Schüler, die nicht in die Schule gehen, haben es verdient, von der Gesellschaft wahrgenommen, verstanden und unterstützt zu werden.

Es ist auch gut, wenn Eltern, Lehrer, Schüler sich zusammensetzen und auch, wenn Psychologen und Sozialarbeiter diese unterstützen.

Verschiedene Ursachen

"Den Schulschwänzer" oder "die Schulschwänzerin" gibt es nicht. Diese Gruppe ist dermaßen inhomogen, so dass es gar nicht möglich ist, ein Konzept für alle Varianten des unerlaubten Fernbleibens vom Unterricht zusammen zu fassen.

Und da spreche ich noch gar nicht von klinischen Störungen wie der Schulangst (Angst vor Situationen in der Schule oder auf dem Schulweg) oder der Schulphobie (Trennungsangst oder Angst vor dem Verlust der familiären Sicherheit).

Die bewusste Entscheidung eines Jugendlichen, nicht mehr in die Schule zu gehen, kann sehr unterschiedliche Ursachen haben. Als Beispiele können wir Probleme in der Lehrer-Schüler-Beziehung, Leistungsdruck, zu wenig Unterstützung durch die Eltern, familiäre Probleme durch Trennung der Eltern, keine erkennbaren Zukunftsperspektiven der SchülerInnen, fehlendes Interesse an den Angeboten der Schule, etc. nennen.

Schulschwänzen beginnt im Kopf

Ein Schüler oder eine Schülerin schwänzt nicht erst ab drei Tagen die Schule. Meist beginnt das Schwänzen mit einem innerlichen Schwänzen, die Schüler sind zwar körperlich anwesend, aber sie vereinsamen oder zeigen ein Verhalten an dem wir genau erkennen können, dass sie eigentlich nicht hier sein wollen.

Ist dieses Verhalten provokativ, so kann eine unsensible Reaktion der Lehrkräfte die Lehrer-Schüler-Beziehung zerstören, wodurch aus einem Problem plötzlich ein Problemkomplex entsteht. Daher sollten Fachleute nicht erst dann eingeschalten werden, wenn die Schüler bereits unerlaubt vom Unterricht fern bleiben, sondern dann, wenn bereits eine dauerhafte Schulunlust erkennbar wird.
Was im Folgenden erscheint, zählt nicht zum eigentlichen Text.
//! Tagged JSON frames for live subscribers.
//!
//! Every frame carries a `type` discriminant. Clients send exactly one
//! `init` frame; everything else flows server to client.

use serde::{Deserialize, Serialize};
use serde_json::Value;
use std::collections::BTreeMap;
use std::sync::Arc;

use crate::Envelope;

/// The only handshake protocol version this gateway speaks.
pub const PROTOCOL_VERSION: u32 = 1;

/// Subscriber filter: envelope field name to required value.
pub type Filters = BTreeMap<String, Value>;

fn default_protocol_version() -> u32 {
    PROTOCOL_VERSION
}

/// Frames a client may send.
#[derive(Debug, Clone, PartialEq, Serialize, Deserialize)]
#[serde(tag = "type", rename_all = "snake_case")]
pub enum ClientMessage {
    Init(InitMessage),
}

/// Session opening request.
#[derive(Debug, Clone, PartialEq, Serialize, Deserialize)]
pub struct InitMessage {
    #[serde(default = "default_protocol_version")]
    pub version: u32,
    /// Scope string asserting read access.
    pub capability: String,
    /// Single-use value; replays are refused.
    pub nonce: String,
    /// Client clock, ISO 8601.
    pub ts: String,
    #[serde(default, skip_serializing_if = "Option::is_none")]
    pub filters: Option<Filters>,
}

/// Machine-readable error codes carried in `error` frames.
#[derive(Debug, Clone, Copy, PartialEq, Eq, Hash, Serialize, Deserialize)]
#[serde(rename_all = "SCREAMING_SNAKE_CASE")]
pub enum ErrorCode {
    AuthFailed,
    CapabilityExpired,
    InvalidMessage,
    RateLimited,
    SlowConsumer,
    InternalError,
}

impl ErrorCode {
    /// The close code sent alongside this error when it ends the session.
    pub fn close_code(self) -> CloseCode {
        match self {
            Self::AuthFailed => CloseCode::AuthFailed,
            Self::CapabilityExpired => CloseCode::CapabilityExpired,
            Self::InvalidMessage => CloseCode::InvalidFormat,
            Self::RateLimited => CloseCode::PolicyViolation,
            Self::SlowConsumer => CloseCode::SlowConsumer,
            Self::InternalError => CloseCode::InternalError,
        }
    }

    pub fn as_str(self) -> &'static str {
        match self {
            Self::AuthFailed => "AUTH_FAILED",
            Self::CapabilityExpired => "CAPABILITY_EXPIRED",
            Self::InvalidMessage => "INVALID_MESSAGE",
            Self::RateLimited => "RATE_LIMITED",
            Self::SlowConsumer => "SLOW_CONSUMER",
            Self::InternalError => "INTERNAL_ERROR",
        }
    }
}

impl std::fmt::Display for ErrorCode {
    fn fmt(&self, f: &mut std::fmt::Formatter<'_>) -> std::fmt::Result {
        f.write_str(self.as_str())
    }
}

/// Application close codes for the push transport.
#[derive(Debug, Clone, Copy, PartialEq, Eq, Hash)]
#[repr(u16)]
pub enum CloseCode {
    SlowConsumer = 4000,
    AuthFailed = 4001,
    /// Reserved.
    CapabilityExpired = 4002,
    InvalidFormat = 4003,
    InternalError = 4004,
    /// Reserved.
    PolicyViolation = 4005,
}

impl CloseCode {
    pub fn as_u16(self) -> u16 {
        self as u16
    }

    /// Short human-readable reason sent in the close frame.
    pub fn reason(self) -> &'static str {
        match self {
            Self::SlowConsumer => "slow consumer",
            Self::AuthFailed => "authentication failed",
            Self::CapabilityExpired => "capability expired",
            Self::InvalidFormat => "invalid message format",
            Self::InternalError => "internal error",
            Self::PolicyViolation => "policy violation",
        }
    }
}

/// Frames the gateway sends to subscribers.
#[derive(Debug, Clone, PartialEq, Serialize, Deserialize)]
#[serde(tag = "type", rename_all = "snake_case")]
pub enum ServerMessage {
    InitAck {
        session_id: String,
        heartbeat_interval_ms: u64,
    },
    Event {
        event: Arc<Envelope>,
        cursor: String,
        server_time: String,
    },
    Heartbeat {
        last_cursor: Option<String>,
        interval_ms: u64,
    },
    Error {
        code: ErrorCode,
        message: String,
        #[serde(default, skip_serializing_if = "Option::is_none")]
        details: Option<Value>,
    },
}

impl ServerMessage {
    pub fn error(code: ErrorCode, message: impl Into<String>) -> Self {
        Self::Error {
            code,
            message: message.into(),
            details: None,
        }
    }

    /// Returns the cursor carried by an `event` frame.
    pub fn cursor(&self) -> Option<&str> {
        match self {
            Self::Event { cursor, .. } => Some(cursor),
            _ => None,
        }
    }
}

#[cfg(test)]
mod tests {
    use super::*;

    #[test]
    fn init_parses_with_default_version() {
        let msg: ClientMessage = serde_json::from_str(
            r#"{"type":"init","capability":"allow","nonce":"n1","ts":"2026-01-01T00:00:00Z"}"#,
        )
        .expect("valid init");
        let ClientMessage::Init(init) = msg;
        assert_eq!(init.version, PROTOCOL_VERSION);
        assert!(init.filters.is_none());
    }

    #[test]
    fn non_init_frames_do_not_parse_as_client_messages() {
        let err = serde_json::from_str::<ClientMessage>(
            r#"{"type":"heartbeat","last_cursor":null,"interval_ms":1}"#,
        );
        assert!(err.is_err());
        assert!(serde_json::from_str::<ClientMessage>(r#"{"capability":"allow"}"#).is_err());
    }

    #[test]
    fn error_frame_shape() {
        let json = serde_json::to_value(ServerMessage::error(ErrorCode::SlowConsumer, "too slow"))
            .expect("serialize");
        assert_eq!(json["type"], "error");
        assert_eq!(json["code"], "SLOW_CONSUMER");
        assert_eq!(json["message"], "too slow");
        assert!(json.get("details").is_none());
    }

    #[test]
    fn init_ack_frame_shape() {
        let json = serde_json::to_value(ServerMessage::InitAck {
            session_id: "ws-1-abcdef".to_string(),
            heartbeat_interval_ms: 30_000,
        })
        .expect("serialize");
        assert_eq!(json["type"], "init_ack");
        assert_eq!(json["session_id"], "ws-1-abcdef");
        assert_eq!(json["heartbeat_interval_ms"], 30_000);
    }

    #[test]
    fn close_codes_map_from_errors() {
        assert_eq!(CloseCode::SlowConsumer.as_u16(), 4000);
        assert_eq!(CloseCode::PolicyViolation.as_u16(), 4005);
        assert_eq!(ErrorCode::SlowConsumer.close_code().as_u16(), 4000);
        assert_eq!(ErrorCode::AuthFailed.close_code().as_u16(), 4001);
        assert_eq!(ErrorCode::InvalidMessage.close_code().as_u16(), 4003);
        assert_eq!(ErrorCode::InternalError.close_code().as_u16(), 4004);
    }
}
Wenn Fachleute erst vier Wochen nach dem Lehrer-Eltern-Schüler-Gespräches eingeschalten werden, haben wir bereits noch ein weiteres Problem: Die Schüler haben jetzt Angst vor der Reaktion der Lehrer und der Klassenkollegen auf deren Wiedereinstieg.

Strafen

440 € Strafe sind gar kein Instrument zur Unterstützung der Schüler, diese Strafe ist gegen die Eltern gerichtet und kann nur dann hilfreich sein, wenn Eltern die Kinder zwingen, von der Schule fern zu bleiben.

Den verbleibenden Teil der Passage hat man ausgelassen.